Original Articles
Kenneth Maduabuchi Ezealisiji,
Abstract
The in vitro study of skin permeability plays a vital role in the selection of candidates for the development of transdermal dosage forms. In this work, mirtazapine nanoemulsions were developed, characterized and the pharmacokinetics were studied. Nanoemulsions were prepared using the spontaneous emulsification mechanism. Surfactant (sodium lauryl sulfate) and cosurfactant (propylene glycol) were mixed in different volume ratios. Pseudoternary phase diagrams were developed using the aqueous titration method. Nanoemulsions formed were characterized by particle size, polydispersity index, and zeta potential. Analysis of variance (ANOVA) of data was evaluated and optimized nanoemulsions with Smix ratio of (3:1) were obtained. The zeta potentials of the optimized nanoemulsions were –94.000±0.001 and -92.900±0.004 mV for nanoemulsion formulation 16 (NE16) and nanoemulsion formulation 17 (NE 17) respectively, while mean droplet size (photon correlation microscopy) for the same optimized formulations were 56.00±0.01, 24.00±0.01 nm respectively.
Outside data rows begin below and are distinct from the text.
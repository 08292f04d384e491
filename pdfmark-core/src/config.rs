use std::fs;
use std::path::{Path, PathBuf};

use directories::ProjectDirs;
use serde::{Deserialize, Serialize};
use tracing::debug;

use crate::error::ConfigError;

pub const CONFIG_FILE_NAME: &str = "config.toml";

/// View zoom bounds, as fractions of actual size.
#[derive(Debug, Clone, Copy, PartialEq, Serialize, Deserialize)]
pub struct ZoomConfig {
    #[serde(default = "default_zoom_min")]
    pub min: f32,
    #[serde(default = "default_zoom_max")]
    pub max: f32,
    #[serde(default = "default_zoom_step")]
    pub step: f32,
    #[serde(default = "default_zoom")]
    pub default: f32,
}

const fn default_zoom_min() -> f32 {
    0.25
}

const fn default_zoom_max() -> f32 {
    2.0
}

const fn default_zoom_step() -> f32 {
    0.05
}

const fn default_zoom() -> f32 {
    1.0
}

impl Default for ZoomConfig {
    fn default() -> Self {
        Self {
            min: default_zoom_min(),
            max: default_zoom_max(),
            step: default_zoom_step(),
            default: default_zoom(),
        }
    }
}

impl ZoomConfig {
    pub fn clamp(&self, zoom: f32) -> f32 {
        zoom.clamp(self.min, self.max)
    }
}

#[derive(Debug, Clone, PartialEq, Serialize, Deserialize)]
pub struct EditorConfig {
    /// Populate the forest from the document's outline when it is opened.
    #[serde(default = "default_true")]
    pub auto_extract: bool,

    #[serde(default)]
    pub zoom: ZoomConfig,

    /// Appended to the input file stem when no output path is given.
    #[serde(default = "default_output_suffix")]
    pub output_suffix: String,
}

const fn default_true() -> bool {
    true
}

fn default_output_suffix() -> String {
    "-bookmarked".to_owned()
}

impl Default for EditorConfig {
    fn default() -> Self {
        Self {
            auto_extract: true,
            zoom: ZoomConfig::default(),
            output_suffix: default_output_suffix(),
        }
    }
}

impl EditorConfig {
    pub fn from_toml(text: &str) -> Result<Self, ConfigError> {
        let config: Self = toml::from_str(text)?;
        config.validate()?;
        Ok(config)
    }

    /// Reads `path`; a missing file yields the defaults.
    pub fn load_from(path: &Path) -> Result<Self, ConfigError> {
        match fs::read_to_string(path) {
            Ok(text) => Self::from_toml(&text),
            Err(err) if err.kind() == std::io::ErrorKind::NotFound => {
                debug!(path = %path.display(), "no config file, using defaults");
                Ok(Self::default())
            }
            Err(err) => Err(err.into()),
        }
    }

    /// Loads the explicit path if given, else the per-user config file.
    pub fn load(explicit: Option<&Path>) -> Result<Self, ConfigError> {
        match explicit {
            Some(path) => Self::load_from(path),
            None => match default_config_path() {
                Some(path) => Self::load_from(&path),
                None => Ok(Self::default()),
            },
        }
    }

    pub fn validate(&self) -> Result<(), ConfigError> {
        let zoom = &self.zoom;
        if !(zoom.min > 0.0) {
            return Err(invalid("zoom.min", "must be greater than zero"));
        }
        if zoom.min > zoom.max {
            return Err(invalid("zoom.max", "must not be below zoom.min"));
        }
        if !(zoom.step > 0.0) {
            return Err(invalid("zoom.step", "must be greater than zero"));
        }
        if !(zoom.min..=zoom.max).contains(&zoom.default) {
            return Err(invalid("zoom.default", "must lie between zoom.min and zoom.max"));
        }
        Ok(())
    }
}

fn invalid(field: &'static str, reason: &str) -> ConfigError {
    ConfigError::Invalid {
        field,
        reason: reason.to_owned(),
    }
}

pub fn project_dirs() -> Option<ProjectDirs> {
    ProjectDirs::from("org", "pdfmark", "pdfmark")
}

pub fn default_config_path() -> Option<PathBuf> {
    project_dirs().map(|dirs| dirs.config_dir().join(CONFIG_FILE_NAME))
}

#[cfg(test)]
mod tests {
    use super::*;

    #[test]
    fn empty_file_gives_defaults() {
        let config = EditorConfig::from_toml("").unwrap();
        assert_eq!(config, EditorConfig::default());
        assert!(config.auto_extract);
        assert_eq!(config.output_suffix, "-bookmarked");
    }

    #[test]
    fn partial_tables_keep_other_defaults() {
        let config = EditorConfig::from_toml(
            "auto_extract = false\n[zoom]\nmax = 4.0\n",
        )
        .unwrap();
        assert!(!config.auto_extract);
        assert_eq!(config.zoom.max, 4.0);
        assert_eq!(config.zoom.min, 0.25);
    }

    #[test]
    fn invalid_bounds_are_rejected() {
        for text in [
            "[zoom]\nmin = 0.0",
            "[zoom]\nmin = 3.0",
            "[zoom]\nstep = -1.0",
            "[zoom]\ndefault = 5.0",
        ] {
            assert!(
                matches!(EditorConfig::from_toml(text), Err(ConfigError::Invalid { .. })),
                "{text}"
            );
        }
        assert!(matches!(
            EditorConfig::from_toml("zoom = 'x'"),
            Err(ConfigError::Parse(_))
        ));
    }

    #[test]
    fn missing_file_falls_back_to_defaults() {
        let dir = tempfile::tempdir().unwrap();
        let config = EditorConfig::load_from(&dir.path().join("absent.toml")).unwrap();
        assert_eq!(config, EditorConfig::default());

        let path = dir.path().join(CONFIG_FILE_NAME);
        fs::write(&path, "output_suffix = \"-toc\"").unwrap();
        assert_eq!(EditorConfig::load(Some(&path)).unwrap().output_suffix, "-toc");
    }
}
There was good correlation between mean droplet size result obtained from PCS and the values obtained using transmission electron microscope (46.0 ± 12.15 and 38.2 ± 7.62 nm respectively). The in vitro skin permeation study using excised rat skin showed the permeability coefficient values for the optimized nanoemulsions to be 0.0284±0.005 and 0.0332±0.002 cm/h for formulations NE 16 and NE 17 respectively, while that of the control (mirtazapine suspension in distilled water) was 0.0019±0.003 cm/h. The relative bioavailability was observed to be 79.17 % and 44.38 % compared to the calculated 16.80 % for the oral suspension thus making the developed Nanoemulsion more potent than previous oral formulations.